Data records

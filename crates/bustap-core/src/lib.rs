//! BusTap core library: a real-time packet capture engine.
//!
//! This crate implements the capture pipeline used by the CLI: a byte-level
//! receive handshake feeds the capture front-end, which stages each complete
//! packet and queues its length; the transfer engine drains queued packets
//! into a bounded output ring buffer as length-prefixed records, substituting
//! a two-byte overrun marker (and latching a sticky flag) whenever a record
//! cannot fit. A slower consumer pulls the record stream at its own pace;
//! backpressure shows up as overrun, never as a stalled capture path.
//!
//! Invariants:
//! - Records leave the engine in exactly the order their packets completed.
//! - The sum of queued lengths never exceeds the staged byte count; a dropped
//!   packet's bytes are fully discarded so later records stay aligned.
//! - The overrun flag only transitions false -> true for an engine's lifetime.
//!
//! # Examples
//! ```no_run
//! use bustap_core::{ReplayScript, run_replay};
//!
//! let script: ReplayScript = serde_json::from_str(r#"{"sessions":[{"bytes":"aabbcc"}]}"#)?;
//! let report = run_replay(&script)?;
//! println!("records: {}", report.records.len());
//! # Ok::<(), Box<dyn std::error::Error>>(())
//! ```

use serde::{Deserialize, Serialize};

mod engine;
mod queue;
pub mod record;
pub mod replay;

pub use engine::{Analyzer, ConfigError, EngineError, RxSample, Status};
pub use queue::BoundedQueue;
pub use replay::{ReplayError, ReplayScript, Session, run_replay};

/// Current report schema version.
pub const REPORT_VERSION: u32 = 1;
/// Default timestamp used when no wall-clock time is available.
pub const DEFAULT_GENERATED_AT: &str = "1970-01-01T00:00:00Z";

/// Width of the record length prefix, in bytes.
pub const HEADER_SIZE_BYTES: usize = 2;
/// Maximum staged packet: 1024 payload bytes plus a 1-byte id and a 2-byte
/// checksum, none of which are interpreted here.
pub const MAX_PACKET_SIZE_BYTES: usize = 1024 + 1 + 2;
/// Depth of the pending-lengths queue, in entries.
pub const LENGTH_QUEUE_DEPTH: usize = 512;
/// Default output ring buffer depth, in bytes.
pub const DEFAULT_MEM_DEPTH: usize = 65536;
/// Reserved length value marking a dropped record. Real records are capped
/// well below it, so the marker is unambiguous in the stream.
pub const OVERRUN_MARKER: u16 = 0xFFFF;

/// Replay report with deterministic record ordering.
///
/// # Examples
/// ```
/// use bustap_core::make_base_report;
///
/// let report = make_base_report(64);
/// assert_eq!(report.report_version, bustap_core::REPORT_VERSION);
/// assert_eq!(report.config.mem_depth, 64);
/// ```
#[derive(Debug, Clone, Serialize, Deserialize)]
pub struct CaptureReport {
    /// Report schema version (not the binary version).
    pub report_version: u32,
    /// Tool identification metadata.
    pub tool: ToolInfo,
    /// RFC3339 timestamp representing the report generation time.
    pub generated_at: String,
    /// Engine configuration the replay ran with.
    pub config: ConfigInfo,
    /// Records in the order they left the engine.
    pub records: Vec<RecordSummary>,
    /// Aggregate counters for the whole replay.
    pub stats: CaptureStats,
}

/// Tool metadata embedded in reports.
#[derive(Debug, Clone, Serialize, Deserialize)]
pub struct ToolInfo {
    /// Tool name (e.g., "bustap").
    pub name: String,
    /// Tool version (semver).
    pub version: String,
}

/// Engine configuration echoed into the report.
#[derive(Debug, Clone, Serialize, Deserialize)]
pub struct ConfigInfo {
    /// Output ring buffer depth, in bytes.
    pub mem_depth: usize,
}

/// One record of the output stream.
///
/// # Examples
/// ```
/// use bustap_core::RecordSummary;
///
/// let record = RecordSummary {
///     kind: "packet".to_string(),
///     length: Some(3),
///     payload: Some("aabbcc".to_string()),
/// };
/// assert_eq!(record.length, Some(3));
/// ```
#[derive(Debug, Clone, Serialize, Deserialize)]
pub struct RecordSummary {
    /// Record kind: `packet` or `overrun`.
    pub kind: String,
    /// Payload length in bytes (absent for overrun markers).
    #[serde(skip_serializing_if = "Option::is_none")]
    pub length: Option<u16>,
    /// Payload as lowercase hex (absent for overrun markers).
    #[serde(skip_serializing_if = "Option::is_none")]
    pub payload: Option<String>,
}

/// Aggregate counters for one replay.
#[derive(Debug, Clone, Serialize, Deserialize)]
pub struct CaptureStats {
    /// Number of receive sessions fed to the engine.
    pub sessions_total: u64,
    /// Records delivered intact.
    pub records_captured: u64,
    /// Records replaced by the overrun marker.
    pub records_dropped: u64,
    /// Payload bytes delivered intact.
    pub bytes_captured: u64,
    /// Final state of the sticky overrun flag.
    pub overrun: bool,
}

/// Build a report with base fields filled and empty aggregates.
///
/// # Examples
/// ```
/// use bustap_core::make_base_report;
///
/// let report = make_base_report(1024);
/// assert!(report.records.is_empty());
/// assert!(!report.stats.overrun);
/// ```
pub fn make_base_report(mem_depth: usize) -> CaptureReport {
    CaptureReport {
        report_version: REPORT_VERSION,
        tool: ToolInfo {
            name: "bustap".to_string(),
            version: env!("CARGO_PKG_VERSION").to_string(),
        },
        generated_at: DEFAULT_GENERATED_AT.to_string(),
        config: ConfigInfo { mem_depth },
        records: Vec::new(),
        stats: CaptureStats {
            sessions_total: 0,
            records_captured: 0,
            records_dropped: 0,
            bytes_captured: 0,
            overrun: false,
        },
    }
}

#[cfg(test)]
mod tests {
    use super::*;

    #[test]
    fn report_omits_optional_fields_for_overrun_records() {
        let mut report = make_base_report(8);
        report.records.push(RecordSummary {
            kind: "overrun".to_string(),
            length: None,
            payload: None,
        });

        let value = serde_json::to_value(&report).expect("report json");
        let record = &value["records"][0];
        assert_eq!(record["kind"], "overrun");
        assert!(record.get("length").is_none());
        assert!(record.get("payload").is_none());
    }

    #[test]
    fn report_round_trips_through_json() {
        let mut report = make_base_report(16);
        report.records.push(RecordSummary {
            kind: "packet".to_string(),
            length: Some(2),
            payload: Some("aabb".to_string()),
        });
        report.stats.records_captured = 1;
        report.stats.bytes_captured = 2;

        let json = serde_json::to_string(&report).expect("serialize");
        let parsed: CaptureReport = serde_json::from_str(&json).expect("deserialize");
        assert_eq!(parsed.config.mem_depth, 16);
        assert_eq!(parsed.records[0].payload.as_deref(), Some("aabb"));
    }
}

Task prompt
From the first line to the last, reproduce the material word for word.

Reply
filename crates/bustap-core/src/lib.rs
//! BusTap core library: a real-time packet capture engine.
//!
//! This crate implements the capture pipeline used by the CLI: a byte-level
//! receive handshake feeds the capture front-end, which stages each complete
//! packet and queues its length; the transfer engine drains queued packets
//! into a bounded output ring buffer as length-prefixed records, substituting
//! a two-byte overrun marker (and latching a sticky flag) whenever a record
//! cannot fit. A slower consumer pulls the record stream at its own pace;
//! backpressure shows up as overrun, never as a stalled capture path.
//!
//! Invariants:
//! - Records leave the engine in exactly the order their packets completed.
//! - The sum of queued lengths never exceeds the staged byte count; a dropped
//!   packet's bytes are fully discarded so later records stay aligned.
//! - The overrun flag only transitions false -> true for an engine's lifetime.
//!
//! # Examples
//! ```no_run
//! use bustap_core::{ReplayScript, run_replay};
//!
//! let script: ReplayScript = serde_json::from_str(r#"{"sessions":[{"bytes":"aabbcc"}]}"#)?;
//! let report = run_replay(&script)?;
//! println!("records: {}", report.records.len());
//! # Ok::<(), Box<dyn std::error::Error>>(())
//! ```

use serde::{Deserialize, Serialize};

mod engine;
mod queue;
pub mod record;
pub mod replay;

pub use engine::{Analyzer, ConfigError, EngineError, RxSample, Status};
pub use queue::BoundedQueue;
pub use replay::{ReplayError, ReplayScript, Session, run_replay};

/// Current report schema version.
pub const REPORT_VERSION: u32 = 1;
/// Default timestamp used when no wall-clock time is available.
pub const DEFAULT_GENERATED_AT: &str = "1970-01-01T00:00:00Z";

/// Width of the record length prefix, in bytes.
pub const HEADER_SIZE_BYTES: usize = 2;
/// Maximum staged packet: 1024 payload bytes plus a 1-byte id and a 2-byte
/// checksum, none of which are interpreted here.
pub const MAX_PACKET_SIZE_BYTES: usize = 1024 + 1 + 2;
/// Depth of the pending-lengths queue, in entries.
pub const LENGTH_QUEUE_DEPTH: usize = 512;
/// Default output ring buffer depth, in bytes.
pub const DEFAULT_MEM_DEPTH: usize = 65536;
/// Reserved length value marking a dropped record. Real records are capped
/// well below it, so the marker is unambiguous in the stream.
pub const OVERRUN_MARKER: u16 = 0xFFFF;

/// Replay report with deterministic record ordering.
///
/// # Examples
/// ```
/// use bustap_core::make_base_report;
///
/// let report = make_base_report(64);
/// assert_eq!(report.report_version, bustap_core::REPORT_VERSION);
/// assert_eq!(report.config.mem_depth, 64);
/// ```
#[derive(Debug, Clone, Serialize, Deserialize)]
pub struct CaptureReport {
    /// Report schema version (not the binary version).
    pub report_version: u32,
    /// Tool identification metadata.
    pub tool: ToolInfo,
    /// RFC3339 timestamp representing the report generation time.
    pub generated_at: String,
    /// Engine configuration the replay ran with.
    pub config: ConfigInfo,
    /// Records in the order they left the engine.
    pub records: Vec<RecordSummary>,
    /// Aggregate counters for the whole replay.
    pub stats: CaptureStats,
}

/// Tool metadata embedded in reports.
#[derive(Debug, Clone, Serialize, Deserialize)]
pub struct ToolInfo {
    /// Tool name (e.g., "bustap").
    pub name: String,
    /// Tool version (semver).
    pub version: String,
}

/// Engine configuration echoed into the report.
#[derive(Debug, Clone, Serialize, Deserialize)]
pub struct ConfigInfo {
    /// Output ring buffer depth, in bytes.
    pub mem_depth: usize,
}

/// One record of the output stream.
///
/// # Examples
/// ```
/// use bustap_core::RecordSummary;
///
/// let record = RecordSummary {
///     kind: "packet".to_string(),
///     length: Some(3),
///     payload: Some("aabbcc".to_string()),
/// };
/// assert_eq!(record.length, Some(3));
/// ```
#[derive(Debug, Clone, Serialize, Deserialize)]
pub struct RecordSummary {
    /// Record kind: `packet` or `overrun`.
    pub kind: String,
    /// Payload length in bytes (absent for overrun markers).
    #[serde(skip_serializing_if = "Option::is_none")]
    pub length: Option<u16>,
    /// Payload as lowercase hex (absent for overrun markers).
    #[serde(skip_serializing_if = "Option::is_none")]
    pub payload: Option<String>,
}

/// Aggregate counters for one replay.
#[derive(Debug, Clone, Serialize, Deserialize)]
pub struct CaptureStats {
    /// Number of receive sessions fed to the engine.
    pub sessions_total: u64,
    /// Records delivered intact.
    pub records_captured: u64,
    /// Records replaced by the overrun marker.
    pub records_dropped: u64,
    /// Payload bytes delivered intact.
    pub bytes_captured: u64,
    /// Final state of the sticky overrun flag.
    pub overrun: bool,
}

/// Build a report with base fields filled and empty aggregates.
///
/// # Examples
/// ```
/// use bustap_core::make_base_report;
///
/// let report = make_base_report(1024);
/// assert!(report.records.is_empty());
/// assert!(!report.stats.overrun);
/// ```
pub fn make_base_report(mem_depth: usize) -> CaptureReport {
    CaptureReport {
        report_version: REPORT_VERSION,
        tool: ToolInfo {
            name: "bustap".to_string(),
            version: env!("CARGO_PKG_VERSION").to_string(),
        },
        generated_at: DEFAULT_GENERATED_AT.to_string(),
        config: ConfigInfo { mem_depth },
        records: Vec::new(),
        stats: CaptureStats {
            sessions_total: 0,
            records_captured: 0,
            records_dropped: 0,
            bytes_captured: 0,
            overrun: false,
        },
    }
}

#[cfg(test)]
mod tests {
    use super::*;

    #[test]
    fn report_omits_optional_fields_for_overrun_records() {
        let mut report = make_base_report(8);
        report.records.push(RecordSummary {
            kind: "overrun".to_string(),
            length: None,
            payload: None,
        });

        let value = serde_json::to_value(&report).expect("report json");
        let record = &value["records"][0];
        assert_eq!(record["kind"], "overrun");
        assert!(record.get("length").is_none());
        assert!(record.get("payload").is_none());
    }

    #[test]
    fn report_round_trips_through_json() {
        let mut report = make_base_report(16);
        report.records.push(RecordSummary {
            kind: "packet".to_string(),
            length: Some(2),
            payload: Some("aabb".to_string()),
        });
        report.stats.records_captured = 1;
        report.stats.bytes_captured = 2;

        let json = serde_json::to_string(&report).expect("serialize");
        let parsed: CaptureReport = serde_json::from_str(&json).expect("deserialize");
        assert_eq!(parsed.config.mem_depth, 16);
        assert_eq!(parsed.records[0].payload.as_deref(), Some("aabb"));
    }
}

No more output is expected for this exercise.